Collected data:
────────────────

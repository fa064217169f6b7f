use crate::season::PeriodColor;
use ratatui::style::{Color, Modifier, Style};

pub(crate) const BASE_STYLE: Style = Style::new().fg(Color::White).bg(Color::Black);

pub(crate) const WEEKDAY_STYLE: Style = BASE_STYLE.add_modifier(Modifier::BOLD);

pub(crate) const MONTH_STYLE: Style = BASE_STYLE.add_modifier(Modifier::BOLD);

pub(crate) const OTHER_MONTH_STYLE: Style = BASE_STYLE.fg(Color::DarkGray);

pub(crate) const SELECTED_STYLE: Style = Style::new().add_modifier(Modifier::REVERSED);

pub(crate) const CURSOR_STYLE: Style = Style::new().add_modifier(Modifier::UNDERLINED);

const BURGUNDY: Color = Color::Rgb(128, 0, 32);

const GOLD: Color = Color::Rgb(212, 175, 55);

/// Foreground used for a date of the given period when shown in the picker
pub(crate) fn period_style(color: PeriodColor) -> Style {
    Style::new().fg(period_color(color))
}

/// Background and foreground of the day view for the given period
pub(crate) fn background_style(color: PeriodColor) -> Style {
    let bg = period_color(color);
    let fg = match color {
        PeriodColor::White | PeriodColor::Gold => Color::Black,
        _ => Color::White,
    };
    Style::new().fg(fg).bg(bg)
}

fn period_color(color: PeriodColor) -> Color {
    match color {
        PeriodColor::Red => Color::Red,
        PeriodColor::Blue => Color::Blue,
        PeriodColor::Gold => GOLD,
        PeriodColor::Purple => Color::Magenta,
        PeriodColor::White => Color::White,
        PeriodColor::Green => Color::Green,
        PeriodColor::Burgundy => BURGUNDY,
    }
}

pub(crate) mod day {
    use super::*;

    pub(crate) const TITLE_STYLE: Style = Style::new().add_modifier(Modifier::BOLD);

    pub(crate) const HEADING_STYLE: Style = Style::new().add_modifier(Modifier::UNDERLINED);

    pub(crate) const LOADING_STYLE: Style = Style::new().add_modifier(Modifier::ITALIC);
}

────────────────

WORK TO BE COMPLETED: Write out all the records above again, exactly as they stand.

RESULT:
repository fa064217169f6b7f
use crate::season::PeriodColor;
use ratatui::style::{Color, Modifier, Style};

pub(crate) const BASE_STYLE: Style = Style::new().fg(Color::White).bg(Color::Black);

pub(crate) const WEEKDAY_STYLE: Style = BASE_STYLE.add_modifier(Modifier::BOLD);

pub(crate) const MONTH_STYLE: Style = BASE_STYLE.add_modifier(Modifier::BOLD);

pub(crate) const OTHER_MONTH_STYLE: Style = BASE_STYLE.fg(Color::DarkGray);

pub(crate) const SELECTED_STYLE: Style = Style::new().add_modifier(Modifier::REVERSED);

pub(crate) const CURSOR_STYLE: Style = Style::new().add_modifier(Modifier::UNDERLINED);

const BURGUNDY: Color = Color::Rgb(128, 0, 32);

const GOLD: Color = Color::Rgb(212, 175, 55);

/// Foreground used for a date of the given period when shown in the picker
pub(crate) fn period_style(color: PeriodColor) -> Style {
    Style::new().fg(period_color(color))
}

/// Background and foreground of the day view for the given period
pub(crate) fn background_style(color: PeriodColor) -> Style {
    let bg = period_color(color);
    let fg = match color {
        PeriodColor::White | PeriodColor::Gold => Color::Black,
        _ => Color::White,
    };
    Style::new().fg(fg).bg(bg)
}

fn period_color(color: PeriodColor) -> Color {
    match color {
        PeriodColor::Red => Color::Red,
        PeriodColor::Blue => Color::Blue,
        PeriodColor::Gold => GOLD,
        PeriodColor::Purple => Color::Magenta,
        PeriodColor::White => Color::White,
        PeriodColor::Green => Color::Green,
        PeriodColor::Burgundy => BURGUNDY,
    }
}

pub(crate) mod day {
    use super::*;

    pub(crate) const TITLE_STYLE: Style = Style::new().add_modifier(Modifier::BOLD);

    pub(crate) const HEADING_STYLE: Style = Style::new().add_modifier(Modifier::UNDERLINED);

    pub(crate) const LOADING_STYLE: Style = Style::new().add_modifier(Modifier::ITALIC);
}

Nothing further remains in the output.